The exchange opens with Ramsforth’s attack on the Ludendorff edition of the poem. Selective quotation cannot convey how clever Lingeman and Disch were here, but I will quote an excerpt to give an indication of the flavor:

“…Ludendorff and his drones have concocted an entirely spurious version of the poem, riddled with erroneous emendations. This saturnalia of textual deviation takes as its provenance the controversial holograph indited by Moore on a cocktail napkin from the Fraunces Tavern. (Footnote: Now in the Howard Hughes Collection, University of Las Vegas. It measures 4 by 6 inches and is imprinted with, in addition to the establishment’s name, silhouttes of a wine glass emitting bubbles and several scantily clad females, and the words ‘George Washington Made Whoopee Here.’ ”) Considerable scholarly debate has been expended on the authenticity of this paper most foul…. [which] could not be the authoritative text. Take for instance the lines:

With a little old driver, so lively and quick,
I knew in a moment it must be St. Nick.

In the Fraunces version, which Ludendorff et al. have now enshrined as the ‘final’ and ‘authentic’ text, we see:

With a red-suited Jehu, so droll and ridiculous,
I knew at once it must be St. Nicholas.

Never mind that the first line does not scan, and forget the Victorian cliché ‘Jehu’ for driver. Consider instead how the word ‘ridiculous’ alters the point of view of the poem, which is otherwise reverential toward the scarlet-clad saint. Worse, we lose the religious double-entendre of ‘St. Nick’ (as in Old Nick – Scratch, the devil).”

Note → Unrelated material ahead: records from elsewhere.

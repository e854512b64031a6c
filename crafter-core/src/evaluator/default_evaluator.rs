use super::Evaluator;
use crate::{
    record::{Record, RecordValue::Scalar},
    Env, Info, Policy,
};
use anyhow::Result;
use log::info;
use std::collections::{BTreeMap, BTreeSet};

/// Runs a fixed number of episodes and summarizes them.
///
/// The record returned by [`Evaluator::evaluate`] holds
///
/// * `eval/return_mean`, `eval/return_std`: mean and population standard
///   deviation of the episode returns,
/// * `eval/length_mean`: mean episode length,
/// * `eval/achievement/<name>`: percentage of episodes in which the
///   achievement was unlocked at any step, for environments reporting
///   achievements.
///
/// Episode `i` starts with [`Env::reset_with_index`]`(i)`.
pub struct DefaultEvaluator<E: Env> {
    n_episodes: usize,
    env: E,
}

struct EpisodeSummary {
    ret: f32,
    len: usize,
    unlocked: BTreeSet<String>,
}

impl<E: Env> DefaultEvaluator<E> {
    /// Builds the environment with `seed` and creates the evaluator.
    pub fn new(config: &E::Config, seed: i64, n_episodes: usize) -> Result<Self> {
        anyhow::ensure!(n_episodes > 0, "n_episodes must be positive");
        Ok(Self {
            n_episodes,
            env: E::build(config, seed)?,
        })
    }

    fn run_episode<P: Policy<E>>(&mut self, ix: usize, policy: &mut P) -> Result<EpisodeSummary> {
        let mut obs = self.env.reset_with_index(ix)?;
        let mut summary = EpisodeSummary {
            ret: 0.0,
            len: 0,
            unlocked: BTreeSet::new(),
        };
        loop {
            let act = policy.sample(&obs)?;
            let (step, _) = self.env.step(act)?;
            summary.ret += step.reward;
            summary.len += 1;
            if let Some(achievements) = step.info.achievements() {
                let unlocked = achievements.iter().filter(|(_, u)| **u);
                summary.unlocked.extend(unlocked.map(|(name, _)| name.clone()));
            }
            if step.is_done() {
                return Ok(summary);
            }
            obs = step.obs;
        }
    }
}

impl<E: Env> Evaluator<E> for DefaultEvaluator<E> {
    fn evaluate<P: Policy<E>>(&mut self, policy: &mut P) -> Result<Record> {
        let mut returns = Vec::with_capacity(self.n_episodes);
        let mut lengths = Vec::with_capacity(self.n_episodes);
        let mut unlocks = BTreeMap::<String, usize>::new();

        for ix in 0..self.n_episodes {
            let summary = self.run_episode(ix, policy)?;
            returns.push(summary.ret);
            lengths.push(summary.len as f32);
            for name in summary.unlocked {
                *unlocks.entry(name).or_insert(0) += 1;
            }
        }

        let n = self.n_episodes as f32;
        let return_mean = returns.iter().sum::<f32>() / n;
        let return_std =
            (returns.iter().map(|r| (r - return_mean).powi(2)).sum::<f32>() / n).sqrt();
        let length_mean = lengths.iter().sum::<f32>() / n;
        info!(
            "Evaluation over {} episodes: return {:.3} +- {:.3}, length {:.1}",
            self.n_episodes, return_mean, return_std, length_mean
        );

        let mut record = Record::empty();
        record.insert("eval/return_mean", Scalar(return_mean));
        record.insert("eval/return_std", Scalar(return_std));
        record.insert("eval/length_mean", Scalar(length_mean));
        for (name, count) in unlocks {
            record.insert(
                format!("eval/achievement/{}", name),
                Scalar(100.0 * count as f32 / n),
            );
        }
        Ok(record)
    }
}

And here is an excerpt from Ludendorff’s reply:

“I am shocked that the editors of this once-distinguished journal should have seen fit to lend their pages to the scurrilous insinuations and pseudo-philological maunderings of Dr. (sic) Sebastian Ramsforth….

[Ramsforth] has gone so far as to project his own fevered imagining on the Rorshach-like wine stain on the recto side of the Frances Holograph, in which he pretends to see a ‘wine glass’ and ‘scantily clad females.’ No doubt it was this disposition to sniff out pornographic implications in the most innocent images that prompted Ramsforth to maintain in his notorious farrago of errors that disgraced the pages of Elsewhere that Moore’s beautiful and chaste lines,

The moon on the crest of the new-fallen snow
Lent a semblance of sunlight to th’icy tableau

should ‘properly’ take the form familiar to us from the later, corrupt editions of the work:

The moon on the breast of the new-fallen snow
Gave a lustre of midday to objects below.

Can Ramsforth really suppose that a man of such delicate sensibilities that he always scrupled to speak of ‘white meat’ and ‘dark meat’ when he dined on poultry would have wantonly endowed snow with breasts and rimed the entire landscape of his poem with a lubricious ‘lustre’? Of course not! Only the Satanic dipsomaniac of ‘Doc’ Ramsforth’s obsessed imagination could have conspired to introduce such immodesties into the innocent bowers of American childhood.”

And so on. The whole thing is available from The Nation’s archives (though not for free).